[Opening DATASET ENTRIES section]

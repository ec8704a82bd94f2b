//! Single conditions of a query.
//!
//! A [`Comparer`] is one `path operator literal` condition. The literal is
//! compiled once, when the comparer is built, into the [`Operand`] its
//! operator needs: a plain value for equality, a [`Regex`] for pattern
//! tests, a number for ordering.

use regex::{Regex, RegexBuilder};
use serde_json::Value;

use crate::error::{Error, Result};
use crate::op::Operator;
use crate::path::FlatRow;
use crate::value::{self, as_number, loose_eq, parse_number, to_text};

/// A single condition: a row path, an operator, and a compiled literal.
///
/// # Example
///
/// ```
/// use rowseek::{flatten, Comparer, Operator};
/// use serde_json::json;
///
/// let row = flatten(&json!({"person": {"firstName": "Anna"}}));
/// let comparer = Comparer::new("person.firstName", Operator::Matches, json!("an"))
///     .unwrap();
/// assert!(comparer.matches(&row).unwrap());
/// ```
#[derive(Debug, Clone)]
pub struct Comparer {
    left: String,
    op: Operator,
    right: Operand,
}

/// The right-hand side of a [`Comparer`], shaped by its operator.
#[derive(Debug, Clone)]
pub enum Operand {
    /// Literal for `===` / `!==`.
    Literal(Value),
    /// Compiled pattern for `==` / `!=`.
    Pattern(Regex),
    /// Number for `>`, `>=`, `<`, `<=`. NaN when the literal is not numeric.
    Number(f64),
}

impl Comparer {
    /// Builds a comparer, compiling `right` for `op`.
    ///
    /// Returns `None` only when a pattern cannot be compiled even after
    /// escaping it, which the parser treats like a malformed condition.
    pub fn new(left: impl Into<String>, op: Operator, right: impl Into<Value>) -> Option<Self> {
        let right = right.into();
        let right = match op {
            Operator::Eq | Operator::NotEq => Operand::Literal(right),
            Operator::Matches | Operator::NotMatches => {
                Operand::Pattern(build_pattern(&to_text(Some(&right)))?)
            }
            Operator::Gt | Operator::Gte | Operator::Lt | Operator::Lte => {
                let number = match &right {
                    Value::Number(_) => as_number(&right).unwrap_or(f64::NAN),
                    other => parse_number(&to_text(Some(other))),
                };
                Operand::Number(number)
            }
        };
        Some(Comparer {
            left: left.into(),
            op,
            right,
        })
    }

    /// The row path this condition reads.
    pub fn left(&self) -> &str {
        &self.left
    }

    pub fn op(&self) -> Operator {
        self.op
    }

    pub fn right(&self) -> &Operand {
        &self.right
    }

    /// Evaluates this condition against a flattened, formatted row.
    ///
    /// A path missing from the row is absent, not an error: it is never
    /// loosely equal to a literal, tests patterns as empty text, and fails
    /// every ordering comparison. An ordering operator applied to a leaf
    /// that is present but not a number is an [`Error::InvalidComparison`].
    pub fn matches(&self, row: &FlatRow) -> Result<bool> {
        let leaf = row.get(&self.left);
        match &self.right {
            Operand::Literal(literal) => {
                let equal = loose_eq(leaf, literal);
                Ok(equal != self.op.is_negated())
            }
            Operand::Pattern(regex) => {
                let hit = regex.is_match(&to_text(leaf));
                Ok(hit != self.op.is_negated())
            }
            Operand::Number(number) => match leaf {
                None | Some(Value::Null) => Ok(false),
                Some(Value::Number(_)) => {
                    let ordering = leaf.and_then(as_number).and_then(|n| n.partial_cmp(number));
                    Ok(self.op.eval_ordering(ordering))
                }
                Some(other) => Err(Error::InvalidComparison {
                    path: self.left.clone(),
                    operator: self.op,
                    value: format!("{} {}", value::type_name(Some(other)), other),
                }),
            },
        }
    }
}

/// Compiles a pattern literal.
///
/// `/pattern/flags` uses the pattern and flags as written; any other literal
/// is an unanchored, case-insensitive pattern. A pattern the regex engine
/// rejects is escaped and compiled again, so it matches as literal text.
pub fn build_pattern(literal: &str) -> Option<Regex> {
    let (pattern, flags) = split_delimited(literal).unwrap_or((literal, "i"));
    match compile(pattern, flags) {
        Ok(regex) => Some(regex),
        Err(err) => {
            tracing::debug!(%pattern, error = %err, "invalid pattern, matching it literally");
            match compile(&regex::escape(pattern), flags) {
                Ok(regex) => Some(regex),
                Err(err) => {
                    tracing::warn!(%pattern, error = %err, "escaped pattern failed to compile");
                    None
                }
            }
        }
    }
}

/// Splits `/pattern/flags` into its parts. The closing slash is the last
/// one, and must come after the opening one.
fn split_delimited(literal: &str) -> Option<(&str, &str)> {
    let rest = literal.strip_prefix('/')?;
    let close = rest.rfind('/')?;
    Some((&rest[..close], &rest[close + 1..]))
}

fn compile(pattern: &str, flags: &str) -> std::result::Result<Regex, regex::Error> {
    let mut builder = RegexBuilder::new(pattern);
    for flag in flags.chars() {
        match flag {
            'i' => {
                builder.case_insensitive(true);
            }
            'm' => {
                builder.multi_line(true);
            }
            's' => {
                builder.dot_matches_new_line(true);
            }
            'x' => {
                builder.ignore_whitespace(true);
            }
            // Global, sticky, indices and unicode modes change nothing for a
            // single test.
            'g' | 'y' | 'd' | 'u' | 'v' => {}
            other => tracing::debug!(flag = %other, "ignoring unknown pattern flag"),
        }
    }
    builder.build()
}

#[cfg(test)]
mod tests {
    use super::*;
    use crate::path::flatten;
    use serde_json::json;

    fn row() -> FlatRow {
        flatten(&json!({
            "name": "Anna",
            "progress": 38,
            "active": true,
            "person": {"firstName": "night 41ruc"},
        }))
    }

    fn check(left: &str, op: Operator, right: &str) -> bool {
        Comparer::new(left, op, right).unwrap().matches(&row()).unwrap()
    }

    #[test]
    fn loose_equality() {
        assert!(check("progress", Operator::Eq, "38"));
        assert!(!check("progress", Operator::Eq, "37"));
        assert!(check("progress", Operator::NotEq, "37"));
        assert!(check("person.firstName", Operator::Eq, "night 41ruc"));
        assert!(check("active", Operator::Eq, "true"));
        // Missing path is never equal, always unequal
        assert!(!check("missing", Operator::Eq, "x"));
        assert!(check("missing", Operator::NotEq, "x"));
    }

    #[test]
    fn default_pattern_is_case_insensitive_substring() {
        assert!(check("name", Operator::Matches, "nn"));
        assert!(check("name", Operator::Matches, "a"));
        assert!(check("name", Operator::Matches, "A"));
        assert!(!check("name", Operator::Matches, "x"));
        assert!(check("name", Operator::NotMatches, "x"));
    }

    #[test]
    fn delimited_pattern_uses_flags() {
        assert!(check("name", Operator::Matches, "/^A/"));
        assert!(!check("name", Operator::Matches, "/^a/"));
        assert!(check("name", Operator::Matches, "/^a/i"));
        assert!(check("progress", Operator::Matches, r"/^3\d*$/"));
        assert!(!check("progress", Operator::NotMatches, r"/^3\d*$/"));
    }

    #[test]
    fn lone_slash_is_not_delimited() {
        // "/test" has no closing slash: the whole literal is the pattern
        let comparer = Comparer::new("name", Operator::Matches, "/test").unwrap();
        match comparer.right() {
            Operand::Pattern(regex) => assert_eq!(regex.as_str(), "/test"),
            other => panic!("unexpected operand {:?}", other),
        }
        assert!(!comparer.matches(&row()).unwrap());
    }

    #[test]
    fn invalid_pattern_falls_back_to_literal_text() {
        let r = flatten(&json!({"expr": "f(a"}));
        let comparer = Comparer::new("expr", Operator::Matches, "(a").unwrap();
        assert!(comparer.matches(&r).unwrap());
        let comparer = Comparer::new("expr", Operator::Matches, "/[/").unwrap();
        assert!(!comparer.matches(&r).unwrap());
    }

    #[test]
    fn ordering_operators() {
        assert!(check("progress", Operator::Gt, "37"));
        assert!(!check("progress", Operator::Gt, "38"));
        assert!(check("progress", Operator::Gte, "38"));
        assert!(check("progress", Operator::Lt, "39.5"));
        assert!(check("progress", Operator::Lte, "38"));
    }

    #[test]
    fn non_numeric_literal_never_matches() {
        assert!(!check("progress", Operator::Gt, "abc"));
        assert!(!check("progress", Operator::Lte, "abc"));
    }

    #[test]
    fn ordering_on_missing_path_is_false() {
        assert!(!check("missing", Operator::Gt, "1"));
        assert!(!check("missing", Operator::Lt, "1"));
    }

    #[test]
    fn ordering_on_non_numeric_leaf_is_an_error() {
        let comparer = Comparer::new("name", Operator::Gt, "1").unwrap();
        let err = comparer.matches(&row()).unwrap_err();
        assert!(matches!(
            err,
            Error::InvalidComparison { ref path, operator: Operator::Gt, .. } if path == "name"
        ));
    }

    #[test]
    fn numeric_literal_value() {
        let comparer = Comparer::new("progress", Operator::Gte, json!(38)).unwrap();
        assert!(comparer.matches(&row()).unwrap());
    }

    #[test]
    fn split_delimited_literals() {
        assert_eq!(split_delimited("/abc/gi"), Some(("abc", "gi")));
        assert_eq!(split_delimited("/a/b/"), Some(("a/b", "")));
        assert_eq!(split_delimited("/abc"), None);
        assert_eq!(split_delimited("abc"), None);
    }
}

[Closing DATASET ENTRIES section]

# TASK:
What is needed is each line from the records with the word "night" in it.

# REPLY TO THE TASK:
            "person": {"firstName": "night 41ruc"},
        assert!(check("person.firstName", Operator::Eq, "night 41ruc"));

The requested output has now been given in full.